Wednesday, November 28, 2012

‘C’alumnious ‘S’currilous ‘R’apscallions

Are Corporate Social Responsibility acts really the way corporates portray it? Not really! A. SANDEEP, EDITOR, B&E does a reality check...

Oh yes, even I didn’t understand these words when I read them the first time? That’s the problem with many CEOs. They don’t understand many such words that start with C.S.R, or at least feign incredibly well not to. The protagonist of my editorial is clearly ‘Corporate Social Responsibility’... It was during the late 1990s that this concept of CSR started attaining prevalence within communities, spawning sporadic regulators who kept cribbing about the lusty profits being earned by the so-called “selfish” corporations, and advocating a dire need for society to “reign in” these “money making monsters.” Sadly, CSR is just a clever term that has been used by many CEOs and governments to mask their own under-performance, and worse, to ludicrously waste shareholders’ wealth – for the truth is that CSR should never be undertaken by firms sincere about their commitment to society! In a comprehensively researched paper sponsored by Oracle in 2005, the statement by David Gerald, founder of Securities Investors’ Association (globally one of the top agencies set up in fact to protect corporate governance), dramatically revealed the frittering away of precious shareholders’ wealth by international corporations, “(Company) boards should be given no mandate to give to charities.

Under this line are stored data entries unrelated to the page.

/// Validate catalog entries and return a list of warning messages.
///
/// Currently checks:
/// - duplicate entry ids
/// - a sample that its own pattern does not accept
/// - a sample that is still accepted with `@` in front of it
/// - a grouped sample (`-Wl,...`) that is still accepted with another
///   comma-separated flag appended
#[must_use]
pub fn validate_catalog(catalog: &Catalog) -> Vec<String> {
    let mut warnings = Vec::new();
    let mut seen = HashSet::new();

    for entry in catalog.entries() {
        if !seen.insert(entry.id.as_str()) {
            warnings.push(format!("entry {:?}: duplicate id", entry.id));
        }

        let Rule::Pattern(pattern) = &entry.rule else {
            continue;
        };

        for sample in &entry.samples {
            if !pattern.is_full_match(sample) {
                warnings.push(format!(
                    "entry {:?}: sample {sample:?} is not accepted by {pattern}",
                    entry.id
                ));
            }

            let response_file = format!("@{sample}");
            if pattern.is_full_match(&response_file) {
                warnings.push(format!(
                    "entry {:?}: {pattern} accepts argument-file reference {response_file:?}",
                    entry.id
                ));
            }

            if GROUPED_PREFIXES.iter().any(|prefix| sample.starts_with(prefix)) {
                let tunnelled = format!("{sample},--tunnelled");
                if pattern.is_full_match(&tunnelled) {
                    warnings.push(format!(
                        "entry {:?}: {pattern} lets extra flags through commas, e.g. {tunnelled:?}",
                        entry.id
                    ));
                }
            }
        }
    }

    warnings
}

#[cfg(test)]
mod tests {
    use rstest::rstest;
    use strum::IntoEnumIterator;

    use super::*;

    const TEST_FLAGS: &str = r#"
- id: compiler:optimize
  from: compiler
  description: "Optimization level"
  rule:
    type: Pattern
    value: '-O([^@\-].*)'
  samples: ['-O2']
- id: compiler:include_next
  from: compiler
  description: "Include dir as next argument"
  rule:
    type: TakesArg
    value: '-I'
- id: linker:library
  from: linker
  description: "Library"
  rule:
    type: Pattern
    value: '-l([^@\-].*)'
  samples: ['-lm']
"#;

    #[rstest]
    #[case("CFLAGS", Check::Cflags, Tool::Compiler)]
    #[case("cppflags", Check::Cppflags, Tool::Compiler)]
    #[case("CXXFLAGS", Check::Cxxflags, Tool::Compiler)]
    #[case("FFlags", Check::Fflags, Tool::Compiler)]
    #[case("LDFLAGS", Check::Ldflags, Tool::Linker)]
    fn can_parse_check(#[case] name: &str, #[case] check: Check, #[case] tool: Tool) {
        let parsed = Check::parse(name).expect("known check");
        assert_eq!(parsed, check);
        assert_eq!(parsed.tool(), tool);
    }

    #[test]
    fn check_display_round_trips() {
        for check in Check::iter() {
            assert_eq!(Check::parse(&check.to_string()).unwrap(), check);
        }
        assert_eq!(Check::Cppflags.to_string(), "CPPFLAGS");
        assert_eq!(Tool::Linker.to_string(), "linker");
    }

    #[test]
    fn unknown_names_are_errors() {
        assert!(matches!(
            Check::parse("ASFLAGS"),
            Err(Error::UnknownCheck { name }) if name == "ASFLAGS"
        ));
        assert!(matches!(Tool::parse("assembler"), Err(Error::UnknownTool { .. })));
    }

    #[rstest]
    #[case("-O([^@\\-].*)", "-O2", true)]
    #[case("-O([^@\\-].*)", "-O-fplugin=x.so", false)]
    #[case("-pipe", "-pipe", true)]
    #[case("-pipe", "-pipe=evil", false)]
    #[case("-pipe", "x-pipe", false)]
    #[case("-O|-Os", "-Os", true)]
    #[case("-W([^@,]+)", "-Wl,-plugin", false)]
    fn pattern_matches_whole_flag(#[case] source: &str, #[case] flag: &str, #[case] expected: bool) {
        let pattern = FlagPattern::new(source).expect("valid pattern");
        assert_eq!(pattern.is_full_match(flag), expected);
    }

    #[test]
    fn pattern_cannot_escape_anchoring() {
        // Balanced on its own only when joined with the anchoring group.
        assert!(FlagPattern::new("a)|(b").is_err());
        assert!(FlagPattern::new("(").is_err());
    }

    #[test]
    fn pattern_keeps_its_source() {
        let pattern = FlagPattern::new("-g([^@\\-].*)?").unwrap();
        assert_eq!(pattern.as_str(), "-g([^@\\-].*)?");
        assert_eq!(pattern.to_string(), "-g([^@\\-].*)?");
        assert_eq!(String::from(pattern), "-g([^@\\-].*)?");
    }

    #[test]
    fn can_build_catalog_from_yaml() {
        let catalog = Catalog::from_yaml(TEST_FLAGS).expect("valid test yaml");
        assert_eq!(catalog.entries().len(), 3);

        assert!(catalog.matching_entry(Tool::Compiler, "-O2").is_some());
        assert!(!catalog.matching_entry(Tool::Linker, "-O2").is_some());
        assert!(catalog.matching_entry(Tool::Linker, "-lm").is_some());
        assert!(!catalog.matching_entry(Tool::Compiler, "-lm").is_some());

        assert!(catalog.takes_arg(Tool::Compiler, "-I"));
        assert!(!catalog.takes_arg(Tool::Linker, "-I"));
        assert!(!catalog.takes_arg(Tool::Compiler, "-I/usr/include"));

        let entry = catalog.matching_entry(Tool::Compiler, "-Os").unwrap();
        assert_eq!(entry.id, "compiler:optimize");
    }

    #[test]
    fn invalid_pattern_fails_catalog_load() {
        let yaml = r#"
- id: compiler:broken
  from: compiler
  description: broken
  rule:
    type: Pattern
    value: '-O(['
"#;
        assert!(matches!(Catalog::from_yaml(yaml), Err(Error::CatalogLoad { .. })));
    }

    #[test]
    fn can_get_builtin_catalog() {
        let catalog = Catalog::builtin().expect("built-in catalog is valid YAML");
        assert!(catalog.pattern_entries(Tool::Compiler).count() > 30);
        assert!(catalog.pattern_entries(Tool::Linker).count() > 20);
        assert!(catalog.takes_arg(Tool::Linker, "-Wl,-framework"));
        assert!(!catalog.takes_arg(Tool::Compiler, "-Wl,-framework"));
        assert!(catalog.takes_arg(Tool::Compiler, "-isystem"));
    }

    #[test]
    fn builtin_catalog_passes_validation() {
        let catalog = Catalog::builtin().unwrap();
        let warnings = validate_catalog(catalog);
        assert!(
            warnings.is_empty(),
            "Built-in catalog has validation warnings:\n{}",
            warnings.join("\n")
        );
    }

    #[test]
    fn every_builtin_pattern_has_samples() {
        let catalog = Catalog::builtin().unwrap();
        let missing: Vec<&str> = catalog
            .entries()
            .iter()
            .filter(|entry| matches!(entry.rule, Rule::Pattern(_)) && entry.samples.is_empty())
            .map(|entry| entry.id.as_str())
            .collect();
        assert!(missing.is_empty(), "entries without samples: {missing:?}");
    }

    #[test]
    fn validate_catches_comma_wildcard() {
        let yaml = r#"
- id: linker:loose_rpath
  from: linker
  description: too loose
  rule:
    type: Pattern
    value: '-Wl,-rpath,.*'
  samples: ['-Wl,-rpath,/opt/lib']
- id: linker:loose_rpath
  from: linker
  description: duplicate
  rule:
    type: Pattern
    value: '-Wl,-rpath,[^,]+'
  samples: ['-Wl,-rpath=/opt/lib']
- id: linker:loose_input
  from: linker
  description: any object file
  rule:
    type: Pattern
    value: '.*\.o'
  samples: ['foo.o']
"#;
        let catalog = Catalog::from_yaml(yaml).unwrap();
        let warnings = validate_catalog(&catalog);
        assert_eq!(warnings.len(), 4, "{warnings:#?}");
        assert!(warnings[0].contains("-Wl,-rpath,/opt/lib,--tunnelled"));
        assert!(warnings[1].contains("duplicate id"));
        assert!(warnings[2].contains("is not accepted"));
        assert!(warnings[3].contains("argument-file"));
    }
}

If they want to do that... then they should put it to a shareholder vote.” Year 2005 reports by Fortune (of more than a hundred Fortune 1000 companies) and Economist Intelligence Unit (of more than 200 companies’ executives and investors, including in India) killingly revealed the pathetic double speak by global CEOs. While Fortune showed how 91% of surveyed CEOs regurgitated the ostensible statement that “CSR management creates shareholder value,” the Economist report correctly proved how, in reality, only a laughable 2% of investors globally said they’ll invest in companies undertaking CSR. The report also showed how one of the top two reasons for CEOs to undertake ‘corporate responsibility’ was, hold your breath, corporate scandals. Hilariously, “society” as a factor for undertaking CSR did not even find a mention in this list. Oh yes, NGOs did find a thoroughly insignificant mention in the list of who all are considered a firm’s “most important stakeholder”; they were ranked second from bottom (with the coveted last rank going to ‘none of the above’).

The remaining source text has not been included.